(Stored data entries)
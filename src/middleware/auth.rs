use axum::http::HeaderMap;
use crate::errors::{AppError, AppResult};
use crate::models::{Role, User};
use crate::services::SessionStore;

// Sent by clients as `AuthorizationToken`.
pub const TOKEN_HEADER: &str = "authorizationtoken";

/// Resolves the session token and checks the caller's role. Every protected
/// handler calls [`Gate::require`] itself with its own minimum role; nothing
/// is remembered between requests.
#[derive(Clone)]
pub struct Gate {
    sessions: SessionStore,
}

impl Gate {
    pub fn new(sessions: SessionStore) -> Self {
        Self { sessions }
    }

    pub fn token(headers: &HeaderMap) -> Option<&str> {
        headers.get(TOKEN_HEADER).and_then(|v| v.to_str().ok())
    }

    pub async fn require(&self, headers: &HeaderMap, min: Role) -> AppResult<User> {
        let token = Self::token(headers).ok_or(AppError::Unauthenticated)?;

        if !self.sessions.check_token(token).await {
            tracing::warn!("An unknown user token was presented");
            return Err(AppError::Unauthenticated);
        }
        // The token may have been removed since the check.
        let user = self.sessions.get_user(token).await.ok_or(AppError::Unauthenticated)?;

        if !user.allowed(min) {
            tracing::warn!(username = %user.username, role = %user.role, required = %min, "Insufficient role");
            return Err(AppError::Forbidden { username: user.username, required: min });
        }
        Ok(user)
    }
}
use std::collections::HashMap;
use std::sync::Arc;
use chrono::{DateTime, Duration, Utc};
use rand::{rngs::OsRng, RngCore};
use tokio::sync::RwLock;
use crate::models::User;

const TOKEN_BYTES: usize = 32;

struct Session {
    user: User,
    created_at: DateTime<Utc>,
}

/// Maps opaque session tokens to the user that logged in with them.
///
/// Cloning shares the underlying map. All access goes through one `RwLock`,
/// so a lookup observes the map either before or after a concurrent
/// add/remove, never in between.
#[derive(Clone)]
pub struct SessionStore {
    sessions: Arc<RwLock<HashMap<String, Session>>>,
    ttl: Option<Duration>,
}

impl SessionStore {
    pub fn new(ttl: Option<Duration>) -> Self {
        Self {
            sessions: Arc::new(RwLock::new(HashMap::new())),
            ttl,
        }
    }

    /// 256 bits from the OS RNG, hex encoded.
    pub fn generate_token() -> String {
        let mut seed = [0u8; TOKEN_BYTES];
        OsRng.fill_bytes(&mut seed);
        hex::encode(seed)
    }

    pub async fn add_token(&self, token: String, user: User) {
        let session = Session { user, created_at: Utc::now() };
        self.sessions.write().await.insert(token, session);
    }

    pub async fn check_token(&self, token: &str) -> bool {
        self.get_user(token).await.is_some()
    }

    pub async fn get_user(&self, token: &str) -> Option<User> {
        let sessions = self.sessions.read().await;
        let session = sessions.get(token)?;
        if self.is_expired(session, Utc::now()) {
            return None;
        }
        Some(session.user.clone())
    }

    /// Removing an unknown token is a no-op.
    pub async fn remove_token(&self, token: &str) -> Option<User> {
        self.sessions.write().await.remove(token).map(|s| s.user)
    }

    /// Drops every expired session and returns how many were removed.
    pub async fn purge_expired(&self) -> usize {
        if self.ttl.is_none() {
            return 0;
        }
        let now = Utc::now();
        let mut sessions = self.sessions.write().await;
        let before = sessions.len();
        sessions.retain(|_, s| !self.is_expired(s, now));
        before - sessions.len()
    }

    fn is_expired(&self, session: &Session, now: DateTime<Utc>) -> bool {
        match self.ttl {
            Some(ttl) => now - session.created_at >= ttl,
            None => false,
        }
    }
}

// Periodically purges expired sessions. Only spawned when a TTL is configured.
pub async fn session_sweeper(store: SessionStore, interval_secs: u64) {
    let mut interval = tokio::time::interval(std::time::Duration::from_secs(interval_secs.max(1)));
    loop {
        interval.tick().await;
        let purged = store.purge_expired().await;
        if purged > 0 {
            tracing::info!(purged, "Expired sessions removed");
        }
    }
}
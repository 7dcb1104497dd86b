use thiserror::Error;
use crate::models::JobStatus;

/// Failures reported by the work queue.
#[derive(Error, Debug, Clone, PartialEq)]
pub enum QueueError {
    #[error("Unknown tool: {0}")]
    UnknownTool(String),

    #[error("Invalid job parameters: {0}")]
    InvalidParams(String),

    #[error("Tool {0} has a malformed parameter payload: {1}")]
    MalformedTool(String, String),

    #[error("Job not found: {0}")]
    JobNotFound(String),

    #[error("Resource not found: {0}")]
    ResourceNotFound(String),

    #[error("Cannot {action} a job that is {from}")]
    InvalidTransition { from: JobStatus, action: &'static str },

    #[error("Resource {0} still has {1} active job(s)")]
    ResourceBusy(String, usize),

    #[error("Connection to {0} failed: {1}")]
    Connection(String, String),

    #[error("Queue is at capacity ({0} jobs)")]
    AtCapacity(usize),
}

pub type QueueResult<T> = Result<T, QueueError>;
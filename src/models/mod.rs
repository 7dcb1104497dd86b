mod user;
mod forms;
mod job;
mod resource;
pub mod api;

pub use user::{User, Role};
pub use forms::{LoginReq, JobCreateReq, StatusUpdateReq, ResCreateReq};
pub use job::{Job, JobStatus};
pub use resource::{Resource, Tool};
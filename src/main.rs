mod models;
mod handlers;
mod services;
mod middleware;
mod config;
mod errors;

use axum::{
    routing::{get, post},
    Router,
    extract::DefaultBodyLimit,
};
use anyhow::Context;
use tower::ServiceBuilder;
use tower_http::limit::RequestBodyLimitLayer;
use std::sync::Arc;
use std::time::Duration;
use crate::{
    config::{AuthBackend, Config},
    handlers::AppState,
    services::{
        Authenticator, LocalQueue, Lifecycle, RedisAuthenticator, SessionStore,
        StaticAuthenticator, TcpConnector, session_sweeper,
    },
};

pub fn app(state: AppState, max_body_size: usize) -> Router {
    Router::new()
        // Session routes
        .route("/api/login", post(handlers::handle_login))
        .route("/api/logout", get(handlers::handle_logout))

        // Tool routes
        .route("/api/tools", get(handlers::list_tools))
        .route("/api/tools/:id", get(handlers::get_tool))

        // Resource routes
        .route("/api/resources", get(handlers::list_resources).post(handlers::create_resource))
        .route(
            "/api/resources/:id",
            get(handlers::read_resource)
                .put(handlers::update_resource)
                .delete(handlers::delete_resource),
        )

        // Job routes
        .route("/api/jobs", get(handlers::list_jobs).post(handlers::create_job))
        .route(
            "/api/jobs/:id",
            get(handlers::read_job)
                .put(handlers::update_job)
                .delete(handlers::delete_job),
        )

        // Request size limit from config
        .layer(
            ServiceBuilder::new()
                .layer(DefaultBodyLimit::disable())
                .layer(RequestBodyLimitLayer::new(max_body_size)),
        )
        .with_state(state)
}

#[tokio::main]
async fn main() -> anyhow::Result<()> {
    tracing_subscriber::fmt::init();

    let config = Config::load().context("Failed to load configuration")?;

    // Session store, with a sweeper when sessions expire
    let ttl = config.session.ttl().context("Invalid session configuration")?;
    let sessions = SessionStore::new(ttl);
    if ttl.is_some() {
        tokio::spawn(session_sweeper(sessions.clone(), config.session.sweep_interval_secs));
    }

    let authenticator: Arc<dyn Authenticator> = match config.auth.backend {
        AuthBackend::Static => Arc::new(StaticAuthenticator::new(config.auth.users.clone())),
        AuthBackend::Redis => {
            let url = config.auth.redis_url.clone().context("auth.redis_url not configured")?;
            let client = redis::Client::open(url).context("Failed to connect to Redis")?;
            Arc::new(RedisAuthenticator::new(Arc::new(client)))
        }
    };
    tracing::info!(backend = ?config.auth.backend, "Authenticator configured");

    let connector = Arc::new(TcpConnector::new(
        Duration::from_millis(config.queue.connect_timeout_ms),
        config.queue.tools.clone(),
    ));
    let queue = Arc::new(LocalQueue::new(connector, config.queue.max_jobs));

    let state = AppState::new(sessions, authenticator, Lifecycle::new(queue));

    let addr = format!("{}:{}", config.server.host, config.server.port);
    let listener = tokio::net::TcpListener::bind(&addr)
        .await
        .with_context(|| format!("Failed to bind {}", addr))?;

    tracing::info!("Queue server running on {}", addr);
    axum::serve(listener, app(state, config.server.max_body_size).into_make_service())
        .await
        .context("Server error")?;

    Ok(())
}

# WHAT THIS TASK INVOLVES
Identify each line in the records above containing the word "post"; copy those lines.

# OUTPUT OF THE EXERCISE
    routing::{get, post},
        .route("/api/login", post(handlers::handle_login))
        .route("/api/resources", get(handlers::list_resources).post(handlers::create_resource))
        .route("/api/jobs", get(handlers::list_jobs).post(handlers::create_job))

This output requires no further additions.